Copa nos EUA nem começou, mas política migratória de Trump já dá exemplo de preconceito e discriminação contra estrangeiros, sob omissão da Fifa

  • 10/06/2026

A Copa do Mundo nos EUA nem começou, mas o que deveria ser uma oportunidade de congregação e festa entre as nações, já se transforma em um exemplo de preconceito contra delegações e profissionais estrangeiros.
Os Estados Unidos vetaram a entrada do árbitro somali Omar Artan, intensificaram as fiscalizações sobre delegações estrangeiras e geraram fortes impasses diplomáticos às vésperas da Copa do Mundo de 2026.

Em resposta às críticas, a FIFA declarou formalmente que não interfere nas políticas de imigração ou na concessão de vistos dos países-sede, eximindo-se de tomar providências regulatórias contra o governo de Donald Trump.
As restrições migratórias adotadas pela administração Trump colidem diretamente com o princípio de livre acesso tradicionalmente exigido pela entidade esportiva.


O profissional da Somália, eleito o melhor árbitro africano de 2025, seria o primeiro de seu país a apitar uma Copa do Mundo. Artan desembarcou no Aeroporto Internacional de Miami com um visto válido, mas foi barrado pela Alfândega e Proteção de Fronteiras dos EUA (CBP).


Membros da comissão técnica e da diretoria da seleção do Irã tiveram vistos negados. Além disso, a cota de ingressos destinados à federação iraniana foi revogada. O time foi obrigado a se hospedar no México e realizar viagens de ida e volta apenas nos dias de jogo.

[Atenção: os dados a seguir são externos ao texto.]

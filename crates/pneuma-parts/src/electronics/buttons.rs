use pneuma_engine::anim::{Animation, Mutation};
use pneuma_engine::coords::Vec2;
use pneuma_engine::paint::{palette, Color};
use pneuma_engine::scene::Node;

use crate::component::Component;

/// Colours of an illuminated push button.
#[derive(Debug, Copy, Clone, PartialEq)]
pub struct LampStyle {
    pub frame_color: Color,
    pub on_color: Color,
    pub off_color: Color,
    pub caption_color: Color,
}

impl LampStyle {
    /// Green lamp.
    pub fn start() -> Self {
        Self { on_color: palette::SIGNAL_GREEN, off_color: palette::GREEN_E, ..Self::default() }
    }

    /// Red lamp.
    pub fn stop() -> Self {
        Self::default()
    }
}

impl Default for LampStyle {
    fn default() -> Self {
        Self {
            frame_color: palette::GREY_B,
            on_color: palette::PURE_RED,
            off_color: palette::RED_E,
            caption_color: palette::GREY_D,
        }
    }
}

/// Round illuminated push button with a caption underneath.
///
/// Node layout: `0` frame ring, `1` lamp, `2` caption.
#[derive(Debug, Clone)]
pub struct PushButtonLamp {
    node: Node,
    style: LampStyle,
    active: bool,
}

impl PushButtonLamp {
    const LAMP: usize = 1;

    pub fn new(radius: f32, caption: &str, style: LampStyle, active: bool) -> Self {
        let frame = Node::annulus(Vec2::ORIGIN, radius, 1.2 * radius)
            .color(style.frame_color)
            .fill_opacity(1.0);
        let color = if active { style.on_color } else { style.off_color };
        let lamp = Node::circle(Vec2::ORIGIN, radius).color(color).fill_opacity(0.9);
        let label = Node::text(caption, Vec2::ORIGIN, 0.5 * radius)
            .color(style.caption_color)
            .placed_next_to(frame.bounds(), Vec2::DOWN, radius / 3.0);

        log::debug!("push button lamp `{caption}`, active {active}");
        Self { node: Node::group(vec![frame, lamp, label]), style, active }
    }

    /// Green "start" button.
    pub fn start(radius: f32, active: bool) -> Self {
        Self::new(radius, "start", LampStyle::start(), active)
    }

    /// Red "stop" button.
    pub fn stop(radius: f32, active: bool) -> Self {
        Self::new(radius, "stop", LampStyle::stop(), active)
    }

    #[inline]
    pub fn is_active(&self) -> bool {
        self.active
    }

    /// Lights the lamp up or turns it off.
    pub fn set_active(&mut self, active: bool) -> Vec<Animation> {
        self.active = active;
        let color = if active { self.style.on_color } else { self.style.off_color };
        self.commit(vec![Animation::mutate([Self::LAMP]).with(Mutation::SetColor(color))])
    }
}

impl Component for PushButtonLamp {
    fn node(&self) -> &Node {
        &self.node
    }

    fn node_mut(&mut self) -> &mut Node {
        &mut self.node
    }
}

#[cfg(test)]
mod tests {
    use super::*;

    fn lamp(b: &PushButtonLamp) -> Option<Color> {
        b.node().child(1).and_then(Node::style).map(|s| s.fill.color)
    }

    #[test]
    fn presets_pick_their_colours() {
        let start = PushButtonLamp::start(1.0, false);
        assert_eq!(lamp(&start), Some(palette::GREEN_E));
        let stop = PushButtonLamp::stop(1.0, true);
        assert_eq!(lamp(&stop), Some(palette::PURE_RED));
    }

    #[test]
    fn toggling_switches_the_lamp() {
        let mut b = PushButtonLamp::start(0.5, false);
        let anims = b.set_active(true);
        assert_eq!(anims.len(), 1);
        assert!(b.is_active());
        assert_eq!(lamp(&b), Some(palette::SIGNAL_GREEN));
        b.set_active(false);
        assert_eq!(lamp(&b), Some(palette::GREEN_E));
    }

    #[test]
    fn caption_sits_below_the_frame() {
        let b = PushButtonLamp::stop(1.0, false);
        let caption = &b.node().children()[2];
        assert!(caption.top().y < -1.2);
    }
}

Jogadores da seleção de Senegal foram retidos e revistados com detectores de metais diretamente na pista de pouso do aeroporto, gerando protestos.


O principal atacante da seleção do Iraque, Aymen Hussein, ficou detido para interrogatório por cerca de sete horas em Chicago, enquanto o fotógrafo oficial da delegação acabou deportado.